After going public at $20 a share in August, Nano-X Imaging (NNOX 2.23%) has been a roller-coaster ride for early investors. The company has a high-quality X-ray device that promises to be 99% cheaper than existing systems. After the IPO, the stock tripled in a matter of weeks, running up to $67 a share in September. Then several prominent shorts alleged that the company and its device were fraudulent.
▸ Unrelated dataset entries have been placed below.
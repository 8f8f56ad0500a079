use apidoc_core::model::{DocModel, ModelRef};
use apidoc_core::{ModelDescriptor, RouteInfo, TypeAnnotation};
use apidoc_openapi::{
    Diagnostic, DocError, DocumentAssembler, ModelSource, RedocConfig, Registration,
};
use serde_json::{json, Value};

// ── Helpers ─────────────────────────────────────────────────────────────────

fn assembler() -> DocumentAssembler {
    DocumentAssembler::new(&RedocConfig::default())
}

fn user() -> ModelDescriptor {
    ModelDescriptor::new("User")
        .field("id", TypeAnnotation::Integer)
        .field("name", TypeAnnotation::String)
        .field("tags", TypeAnnotation::list(TypeAnnotation::String))
}

struct Address;

impl DocModel for Address {
    fn model_name() -> &'static str {
        "Address"
    }

    fn descriptor() -> ModelDescriptor {
        ModelDescriptor::new("Address")
            .field("city", TypeAnnotation::String)
            .field("country", TypeAnnotation::Model(ModelRef::of::<Country>()))
    }
}

struct Country;

impl DocModel for Country {
    fn model_name() -> &'static str {
        "Country"
    }

    fn descriptor() -> ModelDescriptor {
        ModelDescriptor::new("Country").field("code", TypeAnnotation::String)
    }
}

fn documented(name: &str, path: &str, method: &str, summary: &str) -> RouteInfo {
    RouteInfo::new(name, path).with_doc(format!("{summary}\n---\n{method}:\n  summary: {summary}\n"))
}

fn schemas(assembler: &DocumentAssembler) -> Value {
    assembler.to_value()["components"]["schemas"].clone()
}

// ── Translator path ─────────────────────────────────────────────────────────

#[test]
fn end_to_end_user_schema() {
    let mut assembler = assembler();
    assert_eq!(assembler.register_model(&user()).unwrap(), Registration::Inserted);

    assert_eq!(
        schemas(&assembler)["User"],
        json!({
            "type": "object",
            "title": "User",
            "properties": {
                "id": { "type": "integer" },
                "name": { "type": "string" },
                "tags": { "type": "array", "items": { "type": "string" } }
            }
        })
    );
}

#[test]
fn referenced_models_are_registered() {
    let mut assembler = assembler();
    let person = ModelDescriptor::new("Person")
        .field("home", TypeAnnotation::Model(ModelRef::of::<Address>()));
    assembler.register_model(&person).unwrap();

    let schemas = schemas(&assembler);
    assert_eq!(
        schemas["Person"]["properties"]["home"],
        json!({ "type": "object", "$ref": "#/components/schemas/Address" })
    );
    assert_eq!(schemas["Address"]["properties"]["country"]["$ref"], "#/components/schemas/Country");
    assert_eq!(schemas["Country"]["title"], "Country");
    assert!(assembler.dangling_references().is_empty());
}

#[test]
fn unknown_annotation_never_fails() {
    let mut assembler = assembler();
    let model = ModelDescriptor::new("Event").field("at", TypeAnnotation::other("datetime"));
    assembler.register_model(&model).unwrap();

    assert_eq!(schemas(&assembler)["Event"]["properties"]["at"], json!({ "type": "string" }));
    assert!(matches!(
        assembler.diagnostics(),
        [Diagnostic::UnknownType { model, field, .. }] if model == "Event" && field == "at"
    ));
}

#[test]
fn unresolvable_reference_is_reported_as_dangling() {
    let mut assembler = assembler();
    let model = ModelDescriptor::new("Post").field("author", TypeAnnotation::Model(ModelRef::named("Author")));
    assembler.build_once(&[model.into()], &[]);

    assert_eq!(assembler.dangling_references(), vec!["Author".to_string()]);
    assert!(assembler
        .diagnostics()
        .contains(&Diagnostic::DanglingReference { name: "Author".into() }));
}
The stock soon crashed, falling back down to $22 a share.

Last night, the small-cap announced that it will do a live demonstration of its device, the Nanox.ARC, at the annual Radiology Society of North America (RSNA) conference, held in Chicago from Nov. 29 to Dec. 5. The demonstration will be live-streamed globally.

A 6-foot cot with a large mechanical ring attached in order to take X-rays.
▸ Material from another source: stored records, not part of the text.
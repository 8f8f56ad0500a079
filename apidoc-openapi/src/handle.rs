use std::sync::{Arc, Mutex, MutexGuard, PoisonError};

use apidoc_core::RouteTable;
use serde_json::Value;

use crate::assembler::{DocumentAssembler, ModelSource};
use crate::config::RedocConfig;
use crate::diagnostic::Diagnostic;
use crate::error::DocError;
use crate::registry::Registration;

/// Shared handle to the documentation state.
///
/// Cloning yields another handle to the same document. The build latch lives
/// behind a `Mutex`, so concurrent first requests build the document once.
#[derive(Clone)]
pub struct DocsHandle {
    inner: Arc<Inner>,
}

struct Inner {
    assembler: Mutex<DocumentAssembler>,
    models: Mutex<Vec<ModelSource>>,
    routes: Mutex<RouteTable>,
}

impl DocsHandle {
    /// Create a handle whose models are `config.models` and whose route table
    /// is empty until the plugin attaches the host's.
    pub fn new(config: &RedocConfig) -> Self {
        Self {
            inner: Arc::new(Inner {
                assembler: Mutex::new(DocumentAssembler::new(config)),
                models: Mutex::new(config.models.clone()),
                routes: Mutex::new(RouteTable::new()),
            }),
        }
    }

    fn assembler(&self) -> MutexGuard<'_, DocumentAssembler> {
        self.inner.assembler.lock().unwrap_or_else(PoisonError::into_inner)
    }

    fn models(&self) -> Vec<ModelSource> {
        self.inner.models.lock().unwrap_or_else(PoisonError::into_inner).clone()
    }

    /// Use `routes` as the source of documented routes.
    pub fn attach_routes(&self, routes: RouteTable) {
        *self.inner.routes.lock().unwrap_or_else(PoisonError::into_inner) = routes;
    }

    pub(crate) fn configure(&self, config: &RedocConfig) {
        self.assembler().set_metadata(config);
    }

    pub fn routes(&self) -> RouteTable {
        self.inner.routes.lock().unwrap_or_else(PoisonError::into_inner).clone()
    }

    /// Build the document unless it is already built. Returns `true` if this
    /// call ran the build.
    pub fn ensure_built(&self) -> bool {
        let mut assembler = self.assembler();
        if assembler.is_built() {
            return false;
        }
        let models = self.models();
        let routes = self.routes().snapshot();
        assembler.build_once(&models, &routes)
    }

    pub fn is_built(&self) -> bool {
        self.assembler().is_built()
    }

    /// Drop the built document so the next [`ensure_built`](Self::ensure_built)
    /// picks up routes registered since.
    pub fn reset(&self) {
        tracing::debug!("resetting OpenAPI document");
        self.assembler().reset();
    }

    /// Register a model now and on every later rebuild.
    pub fn add_schema(&self, source: impl Into<ModelSource>) -> Result<Registration, DocError> {
        let source = source.into();
        let result = self.assembler().register(&source);
        if result.is_ok() {
            self.inner
                .models
                .lock()
                .unwrap_or_else(PoisonError::into_inner)
                .push(source);
        }
        result
    }

    /// The current document, built or not.
    pub fn document_value(&self) -> Value {
        self.assembler().to_value()
    }

    pub fn diagnostics(&self) -> Vec<Diagnostic> {
        self.assembler().diagnostics().to_vec()
    }
}

impl std::fmt::Debug for DocsHandle {
    fn fmt(&self, f: &mut std::fmt::Formatter<'_>) -> std::fmt::Result {
        f.debug_struct("DocsHandle")
            .field("built", &self.is_built())
            .finish_non_exhaustive()
    }
}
Image source: Getty Images.

In a press release, Ran Poliakine, the CEO of Nano-X, said:

We are pleased to invite everyone to witness first-hand our technology and the Nanox.ARC at the RSNA. We have an ambitious goal of making medical imaging widely available on a global basis to promote preventive healthcare through early detection. Two-thirds of the world's population currently have no access to medical imaging, and we aim to improve this statistic. We look forward to this demonstration which will allow people to see the depth and validity of our technology.
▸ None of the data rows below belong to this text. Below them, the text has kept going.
use apidoc_core::config::{AppConfig, ConfigError, ConfigValue};
use serial_test::serial;

#[test]
fn test_empty_config() {
    let config = AppConfig::empty();
    assert!(config.get::<String>("nonexistent").is_err());
    assert_eq!(config.profile(), "test");
}

#[test]
fn test_set_and_get() {
    let mut config = AppConfig::empty();
    config.set("redoc.title", ConfigValue::String("Pets".into()));
    assert_eq!(config.get::<String>("redoc.title").unwrap(), "Pets");
}

#[test]
fn test_get_or_default() {
    let config = AppConfig::empty();
    assert_eq!(config.get_or("missing", 42i64), 42);
}

#[test]
fn test_get_opt() {
    let mut config = AppConfig::empty();
    config.set("redoc.eager", ConfigValue::String("maybe".into()));
    assert!(config.get_opt::<bool>("redoc.missing").unwrap().is_none());
    assert!(matches!(
        config.get_opt::<bool>("redoc.eager"),
        Err(ConfigError::TypeMismatch { .. })
    ));
}

#[test]
fn test_type_conversions() {
    let mut config = AppConfig::empty();
    config.set("int_val", ConfigValue::Integer(42));
    config.set("float_val", ConfigValue::Float(2.5));
    config.set("bool_val", ConfigValue::Bool(true));
    config.set("null_val", ConfigValue::Null);
    config.set("yes_val", ConfigValue::String("yes".into()));

    assert_eq!(config.get::<i64>("int_val").unwrap(), 42);
    assert_eq!(config.get::<u16>("int_val").unwrap(), 42);
    assert_eq!(config.get::<f64>("float_val").unwrap(), 2.5);
    assert!(config.get::<bool>("bool_val").unwrap());
    assert!(config.get::<bool>("yes_val").unwrap());
    assert_eq!(config.get::<String>("int_val").unwrap(), "42");
    assert!(config.get::<Option<String>>("null_val").unwrap().is_none());
}

#[test]
fn test_flatten_yaml() {
    let yaml = r#"
redoc:
  title: "Pet Store"
  info:
    description: "All the pets"
    contact:
      email: "pets@example.com"
  eager: true
"#;
    let config = AppConfig::from_yaml_str(yaml, "test").unwrap();

    assert_eq!(config.get::<String>("redoc.title").unwrap(), "Pet Store");
    assert_eq!(config.get::<String>("redoc.info.description").unwrap(), "All the pets");
    assert_eq!(
        config.get::<String>("redoc.info.contact.email").unwrap(),
        "pets@example.com"
    );
    assert!(config.get::<bool>("redoc.eager").unwrap());
    assert!(config.contains_key("redoc.info.contact.email"));
}

#[test]
fn test_list_config() {
    let yaml = r#"
redoc:
  servers:
    - "http://localhost:3000"
    - "https://api.example.com"
"#;
    let config = AppConfig::from_yaml_str(yaml, "test").unwrap();
    let servers: Vec<String> = config.get("redoc.servers").unwrap();
    assert_eq!(servers.len(), 2);
    assert_eq!(config.get::<String>("redoc.servers.1").unwrap(), "https://api.example.com");
}

#[test]
fn test_type_mismatch_error() {
    let mut config = AppConfig::empty();
    config.set("key", ConfigValue::String("not_a_number".into()));
    let err = config.get::<i64>("key").unwrap_err();
    assert!(matches!(err, ConfigError::TypeMismatch { .. }));
    assert_eq!(err.to_string(), "Config type mismatch for 'key': expected i64");
}

#[test]
fn test_invalid_yaml() {
    let err = AppConfig::from_yaml_str("redoc: [unclosed", "test").unwrap_err();
    assert!(matches!(err, ConfigError::Load(_)));
}

#[test]
#[serial]
fn test_load_from_directory_with_profile_and_env() {
    let dir = tempfile::tempdir().unwrap();
    std::fs::write(
        dir.path().join("application.yaml"),
        "redoc:\n  title: Base\n  version: \"1.0.0\"\n",
    )
    .unwrap();
    std::fs::write(
        dir.path().join("application-staging.yaml"),
        "redoc:\n  version: \"2.0.0\"\n",
    )
    .unwrap();

    std::env::remove_var("APIDOC_PROFILE");
    std::env::set_var("REDOC_INFO_DESCRIPTION", "from env");
    let config = AppConfig::load_from(dir.path(), "staging").unwrap();
    std::env::remove_var("REDOC_INFO_DESCRIPTION");

    assert_eq!(config.profile(), "staging");
    assert_eq!(config.get::<String>("redoc.title").unwrap(), "Base");
    assert_eq!(config.get::<String>("redoc.version").unwrap(), "2.0.0");
    assert_eq!(config.get::<String>("redoc.info.description").unwrap(), "from env");
}

#[test]
#[serial]
fn test_missing_files_are_not_errors() {
    let dir = tempfile::tempdir().unwrap();
    std::env::remove_var("APIDOC_PROFILE");
    let config = AppConfig::load_from(dir.path(), "dev").unwrap();
    assert_eq!(config.profile(), "dev");
    assert!(!config.contains_key("redoc.title"));
}

#[test]
#[serial]
fn test_env_overrides_keys_containing_underscores() {
    let dir = tempfile::tempdir().unwrap();
    std::fs::write(
        dir.path().join("application.yaml"),
        "redoc:\n  docs_path: /docs\n  info:\n    terms_of_service: yaml\n",
    )
    .unwrap();

    std::env::remove_var("APIDOC_PROFILE");
    std::env::set_var("REDOC_DOCS_PATH", "/reference");
    std::env::set_var("REDOC_INFO_TERMS_OF_SERVICE", "https://example.com/tos");
    let config = AppConfig::load_from(dir.path(), "dev").unwrap();
    std::env::remove_var("REDOC_DOCS_PATH");
    std::env::remove_var("REDOC_INFO_TERMS_OF_SERVICE");

    assert_eq!(config.get::<String>("redoc.docs_path").unwrap(), "/reference");
    assert_eq!(
        config.get::<String>("redoc.info.terms_of_service").unwrap(),
        "https://example.com/tos"
    );
    assert!(config.contains_key("redoc.docs_path"));
}

#[test]
#[serial]
fn test_set_takes_precedence_over_env() {
    let dir = tempfile::tempdir().unwrap();
    std::env::remove_var("APIDOC_PROFILE");
    std::env::set_var("REDOC_JSON_PATH", "/from-env");
    let mut config = AppConfig::load_from(dir.path(), "dev").unwrap();
    std::env::remove_var("REDOC_JSON_PATH");

    assert_eq!(config.get::<String>("redoc.json_path").unwrap(), "/from-env");
    config.set("redoc.json_path", ConfigValue::String("/openapi.json".into()));
    assert_eq!(config.get::<String>("redoc.json_path").unwrap(), "/openapi.json");
}
use indexmap::IndexMap;
use serde::Serialize;

use crate::schema::SchemaNode;

/// Outcome of a successful [`ComponentsRegistry::insert`].
#[derive(Debug, Clone, Copy, PartialEq, Eq)]
pub enum Registration {
    /// The name was free and the schema is now registered.
    Inserted,
    /// The exact same schema was already registered under this name.
    Unchanged,
}

/// A name was already taken by a different schema.
#[derive(Debug, Clone, PartialEq)]
pub struct Collision {
    pub name: String,
    /// The schema that stays registered.
    pub existing: SchemaNode,
    /// The schema that was turned away.
    pub rejected: SchemaNode,
}

/// Registry of named schemas for the document's `components.schemas` section.
///
/// Insertion is insert-if-absent: the first schema registered under a name
/// is kept, identical re-registrations are accepted as no-ops, and
/// conflicting ones are handed back as a [`Collision`].
#[derive(Debug, Clone, Default, PartialEq, Serialize)]
#[serde(transparent)]
pub struct ComponentsRegistry {
    schemas: IndexMap<String, SchemaNode>,
}

impl ComponentsRegistry {
    pub fn new() -> Self {
        Self::default()
    }

    /// Register a schema under `name`.
    pub fn insert(
        &mut self,
        name: impl Into<String>,
        node: SchemaNode,
    ) -> Result<Registration, Collision> {
        let name = name.into();
        match self.schemas.get(&name) {
            Some(existing) if *existing == node => Ok(Registration::Unchanged),
            Some(existing) => Err(Collision {
                existing: existing.clone(),
                rejected: node,
                name,
            }),
            None => {
                self.schemas.insert(name, node);
                Ok(Registration::Inserted)
            }
        }
    }

    pub fn get(&self, name: &str) -> Option<&SchemaNode> {
        self.schemas.get(name)
    }

    pub fn contains(&self, name: &str) -> bool {
        self.schemas.contains_key(name)
    }

    pub fn len(&self) -> usize {
        self.schemas.len()
    }

    pub fn is_empty(&self) -> bool {
        self.schemas.is_empty()
    }

    /// Registered names, in registration order.
    pub fn names(&self) -> impl Iterator<Item = &str> {
        self.schemas.keys().map(String::as_str)
    }

    pub fn iter(&self) -> impl Iterator<Item = (&str, &SchemaNode)> {
        self.schemas.iter().map(|(name, node)| (name.as_str(), node))
    }

    pub fn clear(&mut self) {
        self.schemas.clear();
    }

    pub fn into_inner(self) -> IndexMap<String, SchemaNode> {
        self.schemas
    }
}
The company's device has not been cleared yet by the Food and Drug Administration (FDA). Nano-X plans to ramp up production in 2021, producing 1,000 devices in the second half of the year. The X-ray devices will be built by Foxconn, the makers of the iPhone. SK Telecom (SKM 0.05%), a minority shareholder in the company, has an order for 2,500 units.

The stock is up 37% in early trading on Friday.